Wait, don’t answer yet! For I also have this tidbit for you to assimilate: their protest was a sort of success. Yes. Confidence in loop quantum gravity was bolstered in the minds of most people because of the protest. It cannot be denied that string theory became a little sordid, almost an embarrassment to profess.
This was a true story. Except it wasn’t loop quantum gravity the kids “raised awareness” about. It was global warming. The spokes-student Greta Thunberg is real, as was the adulation by the media, teachers, parents, and politicians about the protest. All agreed that what these kids did was a great and noble thing—even though these kids didn’t have a clue what they were talking about.
If the Argument from Non-Authority is asinine using cele-brities, it is preposterous using children. Adults, being older, have at least the chance for educating themselves in subjects which inflame their dudgeon. Children, unless they are true prodigies, are necessarily ignorant. There were no prodigies among the global warming kids.
Why should we listen to kids? Answer: we should not. We do, though. Why?
Everywhere children are employed to “raise awareness” on those subjects most interesting to our leaders. The explanation why this is done is simple. Children are innocent, they are pure. Their morals have not yet been corrupted. If they are concerned about a thing, because they are pure, the thing itself must be pure. And if things it must be that the thing should be investigated. This chain of reasoning is almost too obviously fallacious to bear mentioning. That we have to mention it is proof of how far gone we are.
If these wee brats are anxious and exercised to great degree, if their passions run hot, if they weep for “the cause”, because we love them we take them seriously.
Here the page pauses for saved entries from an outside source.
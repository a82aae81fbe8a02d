/// Implementation of `sbf inspect`.
///
/// Prints the first `--bytes` bytes of a file as a 16-byte-per-line hex
/// dump with an ASCII gutter, which is usually enough to eyeball length
/// prefixes and float layouts.
///
/// # Output format
///
/// ```text
/// file: values.sbf (1042 bytes, showing 32)
/// 0000  0a 68 65 6c 6c 6f 00 00  80 3f 02 ff ff ff ff ff  .hello...?......
/// 0010  ff ff ff 01 00 00 00 00  00 00 f0 3f 00 00 00 00  ...........?....
/// ```
use std::fmt::Write as _;
use std::fs;

use anyhow::{Context, Result};

use crate::InspectArgs;

/// Run the `sbf inspect` command.
///
/// # Errors
///
/// Returns an error if the file cannot be read.
pub fn run(args: &InspectArgs) -> Result<()> {
    let bytes =
        fs::read(&args.file).with_context(|| format!("cannot read {}", args.file.display()))?;

    let shown = &bytes[..bytes.len().min(args.bytes)];
    println!(
        "file: {} ({} bytes, showing {})",
        args.file.display(),
        bytes.len(),
        shown.len()
    );

    for (i, chunk) in shown.chunks(16).enumerate() {
        println!("{}", dump_line(i * 16, chunk));
    }

    Ok(())
}

/// Format one dump line: offset, hex split into two groups of 8, ASCII.
fn dump_line(offset: usize, chunk: &[u8]) -> String {
    let mut hex = String::with_capacity(48);
    for (i, b) in chunk.iter().enumerate() {
        if i == 8 {
            hex.push(' ');
        }
        if i > 0 {
            hex.push(' ');
        }
        let _ = write!(hex, "{b:02x}");
    }

    let ascii: String = chunk
        .iter()
        .map(|&b| if b.is_ascii_graphic() { b as char } else { '.' })
        .collect();

    format!("{offset:04x}  {hex:<48}  {ascii}")
}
Even though in cases like global warming they should be spanked and sent to bed without dessert. Rather, it is their parents and authorities that need spanking. It was they who put the kids up to this, knowing the kids were unschooled and would be used as political pawns.
The Argument from Non-Authority when used involving kids becomes the Earnestness Fallacy, a form of the Meta Fallacy. We can’t help ourselves. We all take a person’s level of passion as a rough guide to the truth of a proposition they are espousing.
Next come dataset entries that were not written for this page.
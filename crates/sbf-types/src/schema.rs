use std::fmt;

use crate::error::TypeError;

/// A schema declaration, as far as the binary decoding layer needs one.
///
/// The variant set is closed: every kind of value the format can carry has
/// exactly one variant here, and code that cares about a particular kind
/// matches on it rather than probing.
///
/// ```text
/// ┌─────────┬──────────────────────────────────────────────┐
/// │ Kind    │ Encoding                                     │
/// ├─────────┼──────────────────────────────────────────────┤
/// │ null    │ zero bytes                                   │
/// │ boolean │ one byte, 0 or 1                             │
/// │ int     │ zig-zag varint, fits in 32 bits              │
/// │ long    │ zig-zag varint, 64 bits                      │
/// │ float   │ 4 bytes, little-endian IEEE-754              │
/// │ double  │ 8 bytes, little-endian IEEE-754              │
/// │ bytes   │ long length prefix + raw bytes               │
/// │ string  │ long length prefix + UTF-8 bytes             │
/// │ fixed   │ exactly `size` raw bytes, no prefix          │
/// │ record  │ fields in declaration order                  │
/// │ enum    │ int symbol index                             │
/// │ array   │ blocks of items                              │
/// │ map     │ blocks of string keys + values               │
/// │ union   │ long branch index + branch value             │
/// └─────────┴──────────────────────────────────────────────┘
/// ```
#[derive(Clone, Debug, PartialEq, Eq, Hash)]
pub enum Schema {
    Null,
    Boolean,
    Int,
    Long,
    Float,
    Double,
    Bytes,
    String,
    Record(RecordSchema),
    Enum(EnumSchema),
    Array(Box<Schema>),
    Map(Box<Schema>),
    Union(Vec<Schema>),
    Fixed(FixedSchema),
}

impl Schema {
    /// Shorthand for a `fixed` schema with the given full name and size.
    pub fn fixed(name: impl Into<Name>, size: usize) -> Self {
        Self::Fixed(FixedSchema::new(name, size))
    }

    /// The kind tag of this schema.
    #[must_use]
    pub fn kind(&self) -> SchemaKind {
        match self {
            Self::Null => SchemaKind::Null,
            Self::Boolean => SchemaKind::Boolean,
            Self::Int => SchemaKind::Int,
            Self::Long => SchemaKind::Long,
            Self::Float => SchemaKind::Float,
            Self::Double => SchemaKind::Double,
            Self::Bytes => SchemaKind::Bytes,
            Self::String => SchemaKind::String,
            Self::Record(_) => SchemaKind::Record,
            Self::Enum(_) => SchemaKind::Enum,
            Self::Array(_) => SchemaKind::Array,
            Self::Map(_) => SchemaKind::Map,
            Self::Union(_) => SchemaKind::Union,
            Self::Fixed(_) => SchemaKind::Fixed,
        }
    }

    /// The name of a named schema (record, enum, fixed).
    #[must_use]
    pub fn name(&self) -> Option<&Name> {
        match self {
            Self::Record(record) => Some(&record.name),
            Self::Enum(enumeration) => Some(&enumeration.name),
            Self::Fixed(fixed) => Some(&fixed.name),
            _ => None,
        }
    }

    /// The declared size of a `fixed` schema.
    #[must_use]
    pub fn size(&self) -> Option<usize> {
        match self {
            Self::Fixed(fixed) => Some(fixed.size),
            _ => None,
        }
    }
}

/// Kind tag of a [`Schema`], without the payload.
#[derive(Clone, Copy, Debug, PartialEq, Eq, Hash)]
pub enum SchemaKind {
    Null,
    Boolean,
    Int,
    Long,
    Float,
    Double,
    Bytes,
    String,
    Record,
    Enum,
    Array,
    Map,
    Union,
    Fixed,
}

impl SchemaKind {
    /// The lowercase type name used in schema declarations.
    #[must_use]
    pub fn as_str(self) -> &'static str {
        match self {
            Self::Null => "null",
            Self::Boolean => "boolean",
            Self::Int => "int",
            Self::Long => "long",
            Self::Float => "float",
            Self::Double => "double",
            Self::Bytes => "bytes",
            Self::String => "string",
            Self::Record => "record",
            Self::Enum => "enum",
            Self::Array => "array",
            Self::Map => "map",
            Self::Union => "union",
            Self::Fixed => "fixed",
        }
    }
}

impl fmt::Display for SchemaKind {
    fn fmt(&self, f: &mut fmt::Formatter<'_>) -> fmt::Result {
        f.write_str(self.as_str())
    }
}

/// A possibly namespaced schema name.
///
/// Built from a dotted full name: everything before the last `.` is the
/// namespace.
#[derive(Clone, Debug, PartialEq, Eq, Hash)]
pub struct Name {
    pub name: String,
    pub namespace: Option<String>,
}

impl Name {
    /// The dotted full name, `namespace.name` or just `name`.
    #[must_use]
    pub fn fullname(&self) -> String {
        match &self.namespace {
            Some(namespace) => format!("{namespace}.{}", self.name),
            None => self.name.clone(),
        }
    }
}

impl From<&str> for Name {
    fn from(fullname: &str) -> Self {
        match fullname.rsplit_once('.') {
            Some((namespace, name)) if !namespace.is_empty() => Self {
                name: name.to_owned(),
                namespace: Some(namespace.to_owned()),
            },
            _ => Self {
                name: fullname.trim_start_matches('.').to_owned(),
                namespace: None,
            },
        }
    }
}

impl From<String> for Name {
    fn from(fullname: String) -> Self {
        Self::from(fullname.as_str())
    }
}

impl fmt::Display for Name {
    fn fmt(&self, f: &mut fmt::Formatter<'_>) -> fmt::Result {
        if let Some(namespace) = &self.namespace {
            write!(f, "{namespace}.")?;
        }
        f.write_str(&self.name)
    }
}

/// A `fixed` declaration: a named byte sequence of exactly `size` bytes.
#[derive(Clone, Debug, PartialEq, Eq, Hash)]
pub struct FixedSchema {
    pub name: Name,
    pub size: usize,
}

impl FixedSchema {
    pub fn new(name: impl Into<Name>, size: usize) -> Self {
        Self {
            name: name.into(),
            size,
        }
    }
}

impl TryFrom<Schema> for FixedSchema {
    type Error = TypeError;

    fn try_from(schema: Schema) -> Result<Self, Self::Error> {
        match schema {
            Schema::Fixed(fixed) => Ok(fixed),
            other => Err(TypeError::SchemaKindMismatch {
                found: other.kind(),
            }),
        }
    }
}

impl From<FixedSchema> for Schema {
    fn from(fixed: FixedSchema) -> Self {
        Self::Fixed(fixed)
    }
}

#[derive(Clone, Debug, PartialEq, Eq, Hash)]
pub struct RecordSchema {
    pub name: Name,
    pub fields: Vec<RecordField>,
}

#[derive(Clone, Debug, PartialEq, Eq, Hash)]
pub struct RecordField {
    pub name: String,
    pub schema: Schema,
}

#[derive(Clone, Debug, PartialEq, Eq, Hash)]
pub struct EnumSchema {
    pub name: Name,
    pub symbols: Vec<String>,
}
For everyday concerns, this is not a bad rule of thumb. It is always a strict fallacy, but we can work with it. If mom swears up and down she left her glasses at the Pilates class, even though an initial call to the facility produces a denial from the manager, it’s still not out of the question that’s where her glasses are.
If instead a child takes to the street and says, “I demand we ignore all uncertainties in ten-year global temperature forecasts resulting from the use of unverified, shaky cloud parameterization schemes,” we might think this child is advanced beyond her years. She might indeed have something interesting to say on the subject of global cooling.
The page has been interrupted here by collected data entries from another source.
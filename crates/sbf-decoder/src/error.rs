use sbf_types::TypeError;
use sbf_wire::WireError;

/// Errors that can occur while decoding values from a byte stream.
///
/// Every variant is terminal for the call that raised it. Nothing is
/// retried internally: a truncated or corrupt stream does not heal by
/// reading again.
///
/// Error hierarchy:
///
/// ```text
///   DecodeError
///   ├── EndOfStream        ← source returned 0 bytes before the value was complete
///   ├── NegativeLength     ← length prefix decoded below zero
///   ├── UnsupportedLength  ← length prefix above the configured ceiling
///   ├── InvalidEncoding    ← string body is not UTF-8
///   ├── InvalidBoolean     ← boolean byte other than 0 or 1
///   ├── IntOutOfRange      ← int varint does not fit in 32 bits
///   ├── Type(TypeError)    ← from sbf-types (fixed length / schema kind)
///   ├── Wire(WireError)    ← from sbf-wire varint parsing
///   └── Io(std::io::Error) ← from the underlying reader
/// ```
#[derive(Debug, thiserror::Error)]
pub enum DecodeError {
    /// The source was exhausted while a value was still incomplete.
    ///
    /// `needed` is the size of the pending read and `filled` how much of
    /// it arrived before the source returned zero bytes.
    #[error("unexpected end of stream: needed {needed} bytes, got {filled}")]
    EndOfStream { needed: usize, filled: usize },

    /// A string or bytes length prefix was negative.
    #[error("negative length prefix: {length}")]
    NegativeLength { length: i64 },

    /// A length prefix exceeded the allocation ceiling.
    ///
    /// Raised before any buffer is sized, so a hostile prefix costs nothing.
    #[error("length prefix {length} exceeds the {limit}-byte limit")]
    UnsupportedLength { length: i64, limit: u64 },

    /// A string body was not valid UTF-8.
    #[error("invalid UTF-8 in string body: {0}")]
    InvalidEncoding(#[from] std::str::Utf8Error),

    /// A boolean was encoded as something other than `0x00` or `0x01`.
    #[error("invalid boolean byte {value:#04X}")]
    InvalidBoolean { value: u8 },

    /// An `int` varint decoded to a value outside the 32-bit range.
    #[error("int value {value} does not fit in 32 bits")]
    IntOutOfRange { value: i64 },

    #[error(transparent)]
    Type(#[from] TypeError),

    #[error(transparent)]
    Wire(#[from] WireError),

    /// An I/O error from the underlying reader.
    #[error(transparent)]
    Io(#[from] std::io::Error),
}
But if a group of brats chant “Stop climate change!”, and they use real tears to emphasize their tenacity, we know we are dealing with the rabble and the Earnestness Fallacy. A cute, kind, innocent, well-meaning rabble, but a rabble nonetheless.
(Incidentally, the climate on earth cannot be stopped from changing. This is not just unlikely, it is impossible, and it is impossible no matter what “solution” is proposed.)
The opposite of the Argument from Non-Authority is the Those Darn Non-Authorities Fallacy. It isn’t necessarily true that because a brat or actor or some other celebrity is trotted out that therefore the subject on which they are preaching is false. It’s true that an actor is a person who stands where he is told, wears what he is told, moves as he is told, emotes as he is told, and, of course, speaks as he is told, and is thus akin to an empty-minded machine.
But it could just happen the lines written for him this time are true words. Think Shakespeare. And so the words cannot be dismissed out of hand. Unless those true words are about how to stand, move, emote, and say what you are told, i.e. about the practice of acting, there is no good reason to heed them, though.